I want some good shots, a good crew, a lot of positive vibes and loads of alcohol.

Focus people! Let's focus!
:Joker:


----------



## Alex_B

nossie said:


> I want some good shots, a good crew, a lot of positive vibes and loads of alcohol.
> 
> Focus people! Let's focus!
> :Joker:




I do not drink alcohol....


----------



## nossie

Alex_B said:


> I do not drink alcohol....


:er: errm. Ok.. ehh... so are you any good at watching the gear?


----------



## Antarctican

Alex_B said:


> I do not drink alcohol....


What, you inhale it cuz it's quicker? Absorb it through osmosis?


----------



## Alex_B

looks like people think I told the untruth


----------



## Antarctican

I never _said_ that.... 
	

	
	
		
		

		
			





*








(*Oh, Pinocchio!)


----------



## Alex_B

*gg* damn, I am so predictable ...


----------



## ferny

£25-30 for a bloody train! It'd be cheaping to drive to lostprophet's. But then I couldn't drink. And he'd have to put up with me.


----------



## ferny

Right, I've found this now.



> FARES AVAILABILITY
> Return Journey from Luton (LUT) to London Euston (EUS)
> 
> Outward:
> Sunday 02 December, 2007
> 
> Return:
> Sunday 02 December, 2007 + 1 day
> 
> £15.50
> 
> Cheapest available fare
> 
> This total fare is for 1 Adult.



I take it that if I were to buy that, I could leave Luton and get to Euston any time I want on Sunday. And do the return at any point on Sunday or Monay (probably before 6am on Monday)?

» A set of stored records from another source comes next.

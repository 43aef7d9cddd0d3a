//! Error taxonomy.
//!
//! Only failures a caller can act on are errors. Invalid lifecycle transitions
//! (suspending a unit that is not running, resuming one that is not suspended)
//! are logged with `tracing::warn!` and leave state unchanged instead.

/// Errors returned by units and the keyed entry point.
#[derive(Debug, Clone, PartialEq, Eq, thiserror::Error)]
pub enum Error {
    /// A suspended or unmounted unit was read before it ever produced a value
    /// and no default value is configured.
    #[error(
        "unit `{key}` has no value: invoke it at least once before `suspend()` or `unmount()`, \
         or configure a default value"
    )]
    Unresolved {
        /// Identity key of the unit.
        key: String,
    },

    /// The keyed entry point already holds a unit for `key` whose argument or
    /// result type differs from the one requested.
    #[error("key `{key}` is already bound to a unit of a different type")]
    TypeMismatch {
        /// Directory key that was requested.
        key: String,
    },
}

/// Result alias used throughout the crate.
pub type Result<T, E = Error> = std::result::Result<T, E>;

#[cfg(test)]
mod tests {
    use super::*;

    #[test]
    fn unresolved_message_names_the_unit_and_the_fix() {
        let err = Error::Unresolved {
            key: "pagination".into(),
        };
        let msg = err.to_string();
        assert!(msg.contains("`pagination`"));
        assert!(msg.contains("default value"));
        assert!(msg.contains("at least once"));
    }
}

Bloody trains. I'll phone them tomorrow and see what they say.


----------



## tempra

ferny said:


> Right, I've found this now.
> 
> 
> 
> I take it that if I were to buy that, I could leave Luton and get to Euston any time I want on Sunday. And do the return at any point on Sunday or Monay (probably before 6am on Monday)?
> 
> Bloody trains. I'll phone them tomorrow and see what they say.




If you're using thetrainline.com do Luton to Kings Cross Thameslink - it's £11 day return!

I'm thinking of getting the train, but the earliest I get to London is 10:51 at Paddington - I could get a train 30 minutes earlier from Oxford, but it gets me in 3 minutes earlier :meh:

Might take the bus...


----------



## nossie

I still need a small timetable of events:
What time are we starting out at?
What time are we finishing up at?
What sites are we going to blow up? (In case the police get paranoid and make enquiries we need to have our story straight)


----------



## DPW2007

Unfortunately, I work Sundays... so I won't be able to make this.



David


----------



## lostprophet

I still need a small timetable of events:* This is a meet up not a school trip! we do as we please, if there is something you want to do just list it here


* What time are we starting out at? *as I've said between 10.30 and 11.00 at Euston Railway Station, admittedly its hard to find that post in amongst all the spam in this thread!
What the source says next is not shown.